- Opening Delimiter -
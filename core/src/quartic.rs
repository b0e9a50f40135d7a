//! Closed-form semi-major-axis roots of the visibility quartic.
//!
//! At phase angle β a planet on an orbit of semi-major axis `z` has
//! normalised brightness `k = C / (p R²) = cos⁴(β/2) / z²` and projected
//! separation `b = z sin β`.  Eliminating β (`2 z sqrt(k) = 1 + cos β`)
//! gives, for fixed `(k, b)`,
//!
//! ```text
//! z⁴ - z³ / sqrt(k) + b² / (4k) = 0
//! ```
//!
//! Substituting `w = z sqrt(k)` removes the scale:
//!
//! ```text
//! w⁴ - w³ + c = 0,        c = b² k / 4
//! ```
//!
//! Two of the four roots are real and positive when `c <= 27/256` (that is
//! `k <= 27 / (64 b²)`), merging at `w = 3/4`; the other two form a complex
//! pair.  Ferrari's method on the depressed quartic (`w = y + 1/4`,
//! `y⁴ - 3/8 y² - 1/8 y + (c - 3/256) = 0`) with the Cardano resolvent
//! gives
//!
//! ```text
//! T  = cbrt(c/16 + sqrt(c²/256 - c³/27))
//! W  = 2c / (3T) + 2T + 1/4
//! V  = 1/2 - 2c / (3T) - 2T + 1 / (4 sqrt(W))
//! w± = 1/4 + sqrt(W)/2 ± sqrt(V)/2
//! ```
//!
//! `w-` is the inner (smaller) orbit and `w+` the outer orbit that reach
//! brightness `k` at separation `b`.  Both radicands are clamped at zero so
//! that evaluations at the double root do not produce NaN from rounding.

/// Largest `c = b² k / 4` for which real roots exist.
pub const CRITICAL_C: f64 = 27.0 / 256.0;

/// Largest normalised brightness `k` reachable at separation `b` (AU):
/// `27 / (64 b²)`.
#[inline]
pub fn max_brightness_at(b: f64) -> f64 {
    27.0 / 64.0 * b.powi(-2)
}

/// The two positive roots `(inner, outer)` of `z⁴ - z³/sqrt(k) + b²/(4k)`
/// for `k > 0` and `b > 0`.
///
/// For `k` beyond [`max_brightness_at`]`(b)` no orbit reaches brightness
/// `k` at separation `b`; the roots are then clamped to the double root at
/// the critical value.
pub fn orbit_roots(k: f64, b: f64) -> (f64, f64) {
    let c = (0.25 * b * b * k).min(CRITICAL_C);

    let disc = (c * c / 256.0 - c * c * c / 27.0).max(0.0);
    let t = (c / 16.0 + disc.sqrt()).cbrt();
    let w = 2.0 * c / (3.0 * t) + 2.0 * t + 0.25;
    let sw = w.sqrt();
    let v = (0.5 - 2.0 * c / (3.0 * t) - 2.0 * t + 0.25 / sw).max(0.0);
    let sv = v.sqrt();

    let rk = k.sqrt();
    ((0.25 + 0.5 * sw - 0.5 * sv) / rk, (0.25 + 0.5 * sw + 0.5 * sv) / rk)
}

#[cfg(test)]
mod tests {
    use super::*;
    use approx::assert_relative_eq;

    fn residual(z: f64, k: f64, b: f64) -> f64 {
        z.powi(4) - z.powi(3) / k.sqrt() + b * b / (4.0 * k)
    }

    #[test]
    fn matches_symbolic_roots() {
        // Reference values from the symbolic Ferrari solution.
        let cases = [
            (0.05, 1.0, 1.145_479_586_488_887_1, 4.413_996_068_679_008),
            (0.2, 1.0, 1.005_137_563_495_648_8, 2.101_354_118_749_343_4),
            (0.4, 1.0, 1.067_816_442_229_907_5, 1.289_977_672_973_513_7),
            (0.1, 0.5, 0.627_027_202_748_495_3, 3.142_130_806_349_781_5),
            (3.0, 0.3, 0.300_241_078_173_960_3, 0.525_737_965_694_952_9),
        ];
        for (k, b, inner, outer) in cases {
            let (lo, hi) = orbit_roots(k, b);
            assert_relative_eq!(lo, inner, max_relative = 1e-12);
            assert_relative_eq!(hi, outer, max_relative = 1e-12);
        }
    }

    #[test]
    fn roots_solve_the_quartic() {
        for &(k, b) in &[(1e-6, 2.0), (0.01, 3.0), (0.2, 1.2), (2.0, 0.4)] {
            let (lo, hi) = orbit_roots(k, b);
            assert!(lo <= hi);
            // scale of the individual terms is z⁴
            assert!(residual(lo, k, b).abs() < 1e-9 * lo.powi(4));
            assert!(residual(hi, k, b).abs() < 1e-9 * hi.powi(4));
        }
    }

    #[test]
    fn roots_merge_at_critical_brightness() {
        let b = 1.5;
        let k = max_brightness_at(b);
        let (lo, hi) = orbit_roots(k, b);
        let expected = 0.75 / k.sqrt();
        assert_relative_eq!(lo, expected, max_relative = 1e-4);
        assert_relative_eq!(hi, expected, max_relative = 1e-4);
        assert!(lo.is_finite() && hi.is_finite());

        // Past the critical value the roots stay finite and merged.
        let (lo, hi) = orbit_roots(1.01 * k, b);
        assert!(lo.is_finite() && hi.is_finite());
    }
}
- Closing Delimiter -
* [Task directions]
The answer must be every line of the records that contains the word "form".

* [Completed task]
//! Closed-form semi-major-axis roots of the visibility quartic.
//! `k <= 27 / (64 b²)`), merging at `w = 3/4`; the other two form a complex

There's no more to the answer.